The USDA’s Animal and Plant Health Inspection Service (APHIS) says a new “non-browning” strain of genetically engineered Fuji apple poses no “risk to human health or the environment,” Agri-Pulse reports. It will be the third in Okanagan Specialty Fruits’ “Arctic Apple” line of apples to gain USDA approval. The first two were Granny Smith and Golden Delicious varieties approved in February 2015.
AgriPulse said APHIS relied on its environmental assessment of those earlier varieties to make its determination that the Fuji apple posed no threat. “It said approval of the new variety will not change consumer demand for other apples including conventional or organic varieties.

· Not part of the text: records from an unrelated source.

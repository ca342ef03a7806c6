use thiserror::Error;

use git::{GitError, Ref};

#[derive(Debug, Error)]
pub enum AggregateError {
    /// Bad playbook or source configuration.
    #[error("{0}")]
    Config(String),
    /// Component descriptor problems (syntax, missing name, bad version).
    #[error("{0}")]
    Descriptor(String),
    /// Fatal tree/start-path problems, already carrying their context.
    #[error("{0}")]
    Content(String),
    #[error(transparent)]
    Git(#[from] GitError),
    #[error("task join error: {0}")]
    TaskJoin(String),
}

/// Standard context suffix: ` (url: <sanitized>)`, ` (branch: <ref>)` /
/// ` (tag: <ref>)`, and ` | start path: <p>`.
pub(crate) fn context_suffix(url: &str, r: Option<&Ref>, start_path: Option<&str>) -> String {
    let mut out = format!(" (url: {url})");
    if let Some(r) = r {
        out.push_str(&format!(" ({}: {})", r.kind, r.shortname));
    }
    if let Some(start_path) = start_path
        && !start_path.is_empty()
    {
        out.push_str(&format!(" | start path: {start_path}"));
    }
    out
}
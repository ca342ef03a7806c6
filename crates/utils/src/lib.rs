pub mod giturl;
pub mod posix;
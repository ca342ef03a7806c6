//! POSIX path handling for repository-relative file paths. Every path that
//! leaves the aggregator uses `/` separators, carries no leading slash, and
//! has been checked against `..` escapes.

use thiserror::Error;

#[derive(Debug, Error)]
pub enum PathError {
    #[error("path '{0}' contains unsafe character sequences")]
    UnsafeSequence(String),
}

/// Strips leading, trailing, and duplicate slashes. The normal form of a
/// start path; an empty result means the repository root.
pub fn clean_start_path(path: &str) -> String {
    path.split('/')
        .filter(|segment| !segment.is_empty())
        .collect::<Vec<_>>()
        .join("/")
}

/// Resolves `.` and `..` segments. A `..` that would climb above the root
/// is rejected rather than clamped.
pub fn normalize(path: &str) -> Result<String, PathError> {
    let mut segments: Vec<&str> = Vec::new();
    for segment in path.split('/') {
        match segment {
            "" | "." => {}
            ".." => {
                if segments.pop().is_none() {
                    return Err(PathError::UnsafeSequence(path.to_string()));
                }
            }
            other => segments.push(other),
        }
    }
    Ok(segments.join("/"))
}

pub fn join(base: &str, rel: &str) -> String {
    if base.is_empty() {
        rel.to_string()
    } else if rel.is_empty() {
        base.to_string()
    } else {
        format!("{base}/{rel}")
    }
}

pub fn dirname(path: &str) -> &str {
    match path.rfind('/') {
        Some(idx) => &path[..idx],
        None => "",
    }
}

pub fn basename(path: &str) -> &str {
    match path.rfind('/') {
        Some(idx) => &path[idx + 1..],
        None => path,
    }
}

/// Extension including the dot, or empty. A leading dot alone (dotfile)
/// does not count as an extension.
pub fn extname(path: &str) -> &str {
    let name = basename(path);
    match name.rfind('.') {
        Some(idx) if idx > 0 => &name[idx..],
        _ => "",
    }
}

pub fn stem(path: &str) -> &str {
    let name = basename(path);
    let ext = extname(path);
    &name[..name.len() - ext.len()]
}

#[cfg(test)]
mod tests {
    use super::*;

    #[test]
    fn cleans_start_paths() {
        assert_eq!(clean_start_path("/docs/"), "docs");
        assert_eq!(clean_start_path("docs//guides"), "docs/guides");
        assert_eq!(clean_start_path("/"), "");
        assert_eq!(clean_start_path("docs"), "docs");
    }

    #[test]
    fn normalizes_dot_segments() {
        assert_eq!(normalize("a/./b").unwrap(), "a/b");
        assert_eq!(normalize("a/b/../c").unwrap(), "a/c");
        assert_eq!(normalize("a//b").unwrap(), "a/b");
    }

    #[test]
    fn rejects_escaping_dotdot() {
        assert!(normalize("../a").is_err());
        assert!(normalize("a/../../b").is_err());
        let err = normalize("..").unwrap_err();
        assert!(err.to_string().contains("unsafe character sequences"));
    }

    #[test]
    fn path_parts() {
        assert_eq!(dirname("modules/ROOT/pages/index.adoc"), "modules/ROOT/pages");
        assert_eq!(basename("modules/ROOT/pages/index.adoc"), "index.adoc");
        assert_eq!(extname("pages/index.adoc"), ".adoc");
        assert_eq!(stem("pages/index.adoc"), "index");
        assert_eq!(extname("pages/.hidden"), "");
        assert_eq!(stem("pages/.hidden"), ".hidden");
        assert_eq!(dirname("top.adoc"), "");
    }

    #[test]
    fn joins() {
        assert_eq!(join("docs", "antora.yml"), "docs/antora.yml");
        assert_eq!(join("", "antora.yml"), "antora.yml");
        assert_eq!(join("docs", ""), "docs");
    }
}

Nor will it ‘result in any changes to current planting, fertilizer application/use, cultivation, or pesticide application use.'”
The non-browning trait “reduces the need for anti-browning agents on cut fruit and minimizes losses caused by harvest and post-harvest damage,” APHIS said. AgriPulse said APHIS received “thousands” of comments on the two earlier non-browning varieties during the public-comment period, and that many of them were negative. The environmental watchdog Food & Water Watch, for instance, cited “a lack of data on the environmental risks associated with weakened plant defenses for apples with PPO suppression, genetic contamination of non-GE and organic apple orchards, economic risks from GE contamination and opposition from apple growers, the health impacts on consumers and the potential market rejection of this GE food.”